TO DO ::
A line containing "tracked with per-node" appears in the material below. Return exactly every line from the first through that one, and only those.

==== RECORDS PROVIDED

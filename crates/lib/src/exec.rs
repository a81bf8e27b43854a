//! Concurrent build execution.
//!
//! A single coordinator task owns all scheduling state; worker tasks only run
//! shell commands and report back. Readiness is tracked with per-node
//! pending-dependency counters initialized lazily from occurrence counts, so
//! they line up with the reverse-dependency index: each occurrence of a
//! dependency decrements its dependant once.
//!
//! On the first failure no new commands are dispatched, but commands already
//! running are drained and their completions are still bookkept.

use std::collections::{HashMap, VecDeque};
use std::sync::Arc;

use tokio::sync::Semaphore;
use tokio::task::JoinSet;
use tracing::{debug, error, info, warn};

use crate::error::BuildError;
use crate::graph::{self, Graph};
use crate::shell;
use crate::stale;
use crate::subst;
use crate::target::{AliasTarget, Dep, NodeId};
use crate::vars::VarStore;

/// Options for one build run.
#[derive(Debug, Clone, Default)]
pub struct RunOptions {
  /// Maximum number of concurrently running commands; 0 means unbounded.
  pub jobs: usize,
  /// Names of the aliases to build.
  pub targets: Vec<String>,
  /// Shell to run commands through instead of the platform default.
  pub shell: Option<String>,
}

/// Summary of a finished run.
#[derive(Debug, Default)]
pub struct RunReport {
  /// Every command dispatched, fully expanded, in dispatch order.
  pub commands: Vec<String>,
  /// File-producing targets skipped because their output was current.
  pub fresh: usize,
  /// Nodes that reached completion, including skipped and command-less ones.
  pub completed: usize,
}

struct Scheduler<'a> {
  vars: &'a VarStore,
  dependants: HashMap<NodeId, Vec<Dep>>,
  deps_left: HashMap<NodeId, usize>,
  tasks: JoinSet<Result<Dep, BuildError>>,
  permits: Option<Arc<Semaphore>>,
  shell: Option<String>,
  failure: Option<BuildError>,
  report: RunReport,
}

impl<'a> Scheduler<'a> {
  fn new(graph: &mut Graph, vars: &'a VarStore, opts: &RunOptions) -> Self {
    Self {
      vars,
      dependants: std::mem::take(&mut graph.dependants),
      deps_left: HashMap::new(),
      tasks: JoinSet::new(),
      permits: (opts.jobs > 0).then(|| Arc::new(Semaphore::new(opts.jobs))),
      shell: opts.shell.clone(),
      failure: None,
      report: RunReport::default(),
    }
  }

  /// Act on a node whose dependencies have all finished.
  ///
  /// Returns the node itself when it finished without dispatching a command,
  /// so the caller can propagate readiness immediately.
  fn start(&mut self, node: Dep) -> Result<Option<Dep>, BuildError> {
    match &node {
      Dep::File(path) => {
        if !path.try_exists()? {
          return Err(BuildError::MissingFileDep(path.clone()));
        }
        Ok(Some(node))
      }
      Dep::Build(target) => {
        if stale::up_to_date(target)? {
          self.report.fresh += 1;
          return Ok(Some(node));
        }
        let cmd = subst::expand(&target.cmd, Some(&target.output), &target.depends, self.vars)?;
        self.dispatch(node.clone(), cmd);
        Ok(None)
      }
      Dep::Alias(alias) => {
        let Some(template) = &alias.cmd else {
          return Ok(Some(node));
        };
        let cmd = subst::expand(template, None, &alias.depends, self.vars)?;
        self.dispatch(node.clone(), cmd);
        Ok(None)
      }
    }
  }

  fn dispatch(&mut self, node: Dep, cmd: String) {
    self.report.commands.push(cmd.clone());
    let permits = self.permits.clone();
    let shell_override = self.shell.clone();
    self.tasks.spawn(async move {
      let _permit = match &permits {
        Some(sem) => Some(sem.acquire().await.unwrap()),
        None => None,
      };
      println!("{cmd}");
      let status = shell::run(&cmd, shell_override.as_deref()).await?;
      if !status.success() {
        return Err(BuildError::TargetFailed {
          target: node.to_string(),
          code: status.code(),
        });
      }
      if let Dep::Build(target) = &node
        && !tokio::fs::try_exists(&target.output).await?
      {
        return Err(BuildError::MissingOutput(target.output.clone()));
      }
      Ok(node)
    });
  }

  /// Record `first` as finished and cascade readiness through every node
  /// that finishes without a command of its own.
  fn complete(&mut self, first: Dep) {
    let mut finished = VecDeque::from([first]);
    while let Some(node) = finished.pop_front() {
      self.report.completed += 1;
      debug!(node = %node, "completed");
      let Some(parents) = self.dependants.get(&node.id()).cloned() else {
        continue;
      };
      for parent in parents {
        let remaining = {
          let counter = self
            .deps_left
            .entry(parent.id())
            .or_insert_with(|| parent.dep_count());
          *counter -= 1;
          *counter
        };
        if remaining == 0 && self.failure.is_none() {
          match self.start(parent) {
            Ok(Some(done)) => finished.push_back(done),
            Ok(None) => {}
            Err(err) => self.fail(err),
          }
        }
      }
    }
  }

  /// Record the first failure; later ones are logged and dropped.
  fn fail(&mut self, err: BuildError) {
    if self.failure.is_none() {
      error!(%err, "build failed");
      self.failure = Some(err);
    } else {
      debug!(%err, "subsequent failure");
    }
  }
}

/// Build the graph reachable from `roots` and run it to completion.
pub(crate) async fn execute(
  roots: &[Arc<AliasTarget>],
  vars: &VarStore,
  opts: &RunOptions,
) -> Result<RunReport, BuildError> {
  let mut graph = graph::build(roots);
  let node_count = graph.node_count;
  info!(nodes = node_count, jobs = opts.jobs, "starting build");

  let mut sched = Scheduler::new(&mut graph, vars, opts);
  for leaf in graph.leaves {
    match sched.start(leaf) {
      Ok(Some(done)) => sched.complete(done),
      Ok(None) => {}
      Err(err) => {
        sched.fail(err);
        break;
      }
    }
  }

  let ctrl_c = tokio::signal::ctrl_c();
  tokio::pin!(ctrl_c);
  while !sched.tasks.is_empty() {
    tokio::select! {
      _ = &mut ctrl_c => {
        warn!("interrupted, aborting");
        return Err(BuildError::Interrupted);
      }
      joined = sched.tasks.join_next() => match joined {
        Some(Ok(Ok(node))) => sched.complete(node),
        Some(Ok(Err(err))) => sched.fail(err),
        Some(Err(join_err)) => sched.fail(BuildError::Worker(join_err.to_string())),
        None => break,
      },
    }
  }

  if let Some(err) = sched.failure {
    return Err(err);
  }
  if sched.report.completed < node_count {
    // Some nodes never became ready; only a cycle can cause that.
    return Err(BuildError::CycleDetected);
  }
  info!(
    commands = sched.report.commands.len(),
    fresh = sched.report.fresh,
    "build finished"
  );
  Ok(sched.report)
}
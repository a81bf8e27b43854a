//! Placeholder substitution for command templates.
//!
//! A command template may reference values as `$NAME`, `$(NAME)` or
//! `${NAME}`, where NAME is one or more word characters (ASCII letters,
//! digits, underscore). `$$` escapes to a literal `$` with no further lookup.
//!
//! Resolution order per placeholder:
//!
//! 1. `OUTPUT` on a file-producing target expands to its output path.
//! 2. A dependency-group name expands to the space-joined textual form of
//!    every dependency in that group, in declared order.
//! 3. A variable from the store expands to its value.
//! 4. Otherwise the expansion fails with [`BuildError::UnsetVariable`].
//!
//! Text that merely looks like a placeholder but is malformed (a lone `$`,
//! an unclosed `$(NAME`, an empty `$()`) passes through unchanged, so shell
//! constructs survive without escaping.
//!
//! Expansion is a pure function of (template, node, store) and can be
//! re-invoked safely.

use std::path::Path;

use crate::error::BuildError;
use crate::target::DepGroups;
use crate::vars::VarStore;

fn is_word(c: char) -> bool {
  c.is_ascii_alphanumeric() || c == '_'
}

/// Expand every placeholder in `template`.
///
/// `output` is the owning target's output path, present only for
/// file-producing targets; `depends` are its dependency groups.
pub fn expand(
  template: &str,
  output: Option<&Path>,
  depends: &DepGroups,
  vars: &VarStore,
) -> Result<String, BuildError> {
  let mut expanded = String::with_capacity(template.len());
  let mut chars = template.chars().peekable();

  while let Some(ch) = chars.next() {
    if ch != '$' {
      expanded.push(ch);
      continue;
    }
    match chars.peek().copied() {
      // $$ -> literal $, never looked up again
      Some('$') => {
        chars.next();
        expanded.push('$');
      }
      Some(open @ ('(' | '{')) => {
        chars.next();
        let close = if open == '(' { ')' } else { '}' };
        let mut name = String::new();
        while let Some(&c) = chars.peek() {
          if !is_word(c) {
            break;
          }
          name.push(c);
          chars.next();
        }
        if !name.is_empty() && chars.peek() == Some(&close) {
          chars.next();
          expanded.push_str(&resolve(&name, output, depends, vars)?);
        } else {
          // Malformed; emit the consumed text verbatim.
          expanded.push('$');
          expanded.push(open);
          expanded.push_str(&name);
        }
      }
      Some(c) if is_word(c) => {
        let mut name = String::new();
        while let Some(&c) = chars.peek() {
          if !is_word(c) {
            break;
          }
          name.push(c);
          chars.next();
        }
        expanded.push_str(&resolve(&name, output, depends, vars)?);
      }
      // Lone $ at the end or before a non-word character.
      _ => expanded.push('$'),
    }
  }

  Ok(expanded)
}

fn resolve(
  name: &str,
  output: Option<&Path>,
  depends: &DepGroups,
  vars: &VarStore,
) -> Result<String, BuildError> {
  if name == "OUTPUT"
    && let Some(path) = output
  {
    return Ok(path.display().to_string());
  }
  if let Some(deps) = depends.get(name) {
    let parts: Vec<String> = deps.iter().map(ToString::to_string).collect();
    return Ok(parts.join(" "));
  }
  if let Some(value) = vars.get(name) {
    return Ok(value.to_string());
  }
  Err(BuildError::UnsetVariable(name.to_string()))
}

#[cfg(test)]
mod tests {
  use std::sync::Arc;

  use super::*;
  use crate::target::{BuildTarget, Dep};

  fn vars(pairs: &[(&str, &str)]) -> VarStore {
    let mut store = VarStore::new();
    for (name, value) in pairs {
      store.set(*name, *value);
    }
    store
  }

  fn no_deps() -> DepGroups {
    DepGroups::new()
  }

  #[test]
  fn placeholder_forms_are_equivalent() {
    let store = vars(&[("A", "a")]);
    for template in ["$A", "$(A)", "${A}"] {
      let out = expand(template, None, &no_deps(), &store).unwrap();
      assert_eq!(out, "a", "form {template}");
    }
  }

  #[test]
  fn adjacent_and_embedded_placeholders() {
    let store = vars(&[("A", "a"), ("B", "b"), ("C", "c")]);
    assert_eq!(expand("echo $A$B$C", None, &no_deps(), &store).unwrap(), "echo abc");
    assert_eq!(expand("echo $(A)a${B}", None, &no_deps(), &store).unwrap(), "echo aab");
    assert_eq!(
      expand("echo $A/next/to/path", None, &no_deps(), &store).unwrap(),
      "echo a/next/to/path"
    );
  }

  #[test]
  fn placeholders_at_edges() {
    let store = vars(&[("ECHO", "echo"), ("DEV_NULL", "/dev/null")]);
    assert_eq!(
      expand("$ECHO edges > $DEV_NULL", None, &no_deps(), &store).unwrap(),
      "echo edges > /dev/null"
    );
  }

  #[test]
  fn dollar_escape_is_not_recursive() {
    let store = vars(&[("VAR", "boom")]);
    assert_eq!(expand("echo $$VAR", None, &no_deps(), &store).unwrap(), "echo $VAR");
    assert_eq!(expand("$$$$", None, &no_deps(), &store).unwrap(), "$$");
  }

  #[test]
  fn malformed_placeholders_pass_through() {
    let store = vars(&[("A", "a")]);
    assert_eq!(expand("cost: 5$", None, &no_deps(), &store).unwrap(), "cost: 5$");
    assert_eq!(expand("$ A", None, &no_deps(), &store).unwrap(), "$ A");
    assert_eq!(expand("$()", None, &no_deps(), &store).unwrap(), "$()");
    assert_eq!(expand("$(A", None, &no_deps(), &store).unwrap(), "$(A");
    assert_eq!(expand("${A )", None, &no_deps(), &store).unwrap(), "${A )");
  }

  #[test]
  fn output_expands_for_build_targets_only() {
    let store = VarStore::new();
    let out = expand("touch $OUTPUT", Some(Path::new("/tmp/x.txt")), &no_deps(), &store).unwrap();
    assert_eq!(out, "touch /tmp/x.txt");

    // Without an output path, OUTPUT falls through to groups/vars and fails.
    let err = expand("touch $OUTPUT", None, &no_deps(), &store).unwrap_err();
    assert!(matches!(err, BuildError::UnsetVariable(name) if name == "OUTPUT"));
  }

  #[test]
  fn group_expands_in_order_with_repeats() {
    let a = Arc::new(BuildTarget::new("true", "/tmp/a.o"));
    let b = Arc::new(BuildTarget::new("true", "/tmp/b.o"));
    let mut depends = DepGroups::new();
    depends.insert("OBJS".into(), vec![Dep::from(&b), Dep::from(&a), Dep::from(&b)]);

    let store = VarStore::new();
    let out = expand("cc $OBJS", None, &depends, &store).unwrap();
    assert_eq!(out, "cc /tmp/b.o /tmp/a.o /tmp/b.o");
  }

  #[test]
  fn group_wins_over_variable() {
    let mut depends = DepGroups::new();
    depends.insert("SRC".into(), vec![Dep::from(Path::new("main.c"))]);
    let store = vars(&[("SRC", "from-store")]);
    assert_eq!(expand("cc $SRC", None, &depends, &store).unwrap(), "cc main.c");
  }

  #[test]
  fn empty_group_expands_to_nothing() {
    let mut depends = DepGroups::new();
    depends.insert("OBJS".into(), vec![]);
    let store = VarStore::new();
    assert_eq!(expand("cc [$OBJS]", None, &depends, &store).unwrap(), "cc []");
  }

  #[test]
  fn unset_variable_names_the_placeholder() {
    let store = VarStore::new();
    let err = expand("echo $UNSET_VAR", None, &no_deps(), &store).unwrap_err();
    assert!(matches!(&err, BuildError::UnsetVariable(name) if name == "UNSET_VAR"));
    assert!(err.to_string().contains("UNSET_VAR"));
  }
}
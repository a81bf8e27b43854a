//! A small build orchestrator.
//!
//! Declare file-producing targets and named aliases with grouped
//! dependencies, then run the reachable graph concurrently. Commands are
//! shell templates with `$NAME` placeholders; file-producing targets are
//! skipped when their output is newer than every dependency.
//!
//! ```no_run
//! use rmk_lib::{AliasTarget, BuildTarget, Dep, Project, RunOptions};
//! use std::sync::Arc;
//!
//! let mut project = Project::new();
//! project.set_var("CC", "cc");
//! let obj = Arc::new(
//!   BuildTarget::new("$CC -c $SRC -o $OUTPUT", "main.o")
//!     .with_deps("SRC", [Dep::from(std::path::PathBuf::from("main.c"))]),
//! );
//! project.register(
//!   AliasTarget::new("build")
//!     .with_help("compile everything")
//!     .with_deps("OBJS", [Dep::from(&obj)]),
//! )?;
//! project.run(&RunOptions { targets: vec!["build".into()], ..Default::default() })?;
//! # Ok::<(), rmk_lib::BuildError>(())
//! ```

pub mod error;
pub mod exec;
pub mod graph;
pub mod project;
pub mod shell;
pub mod stale;
pub mod subst;
pub mod target;
pub mod vars;

pub use error::BuildError;
pub use exec::{RunOptions, RunReport};
pub use project::Project;
pub use target::{AliasTarget, BuildTarget, Dep, DepGroups, NodeId};
pub use vars::VarStore;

========

ANSWER FOR THIS EXERCISE ::
filename crates/lib/src/exec.rs
repository a81bf8e27b43854a
//! Concurrent build execution.
//!
//! A single coordinator task owns all scheduling state; worker tasks only run
//! shell commands and report back. Readiness is tracked with per-node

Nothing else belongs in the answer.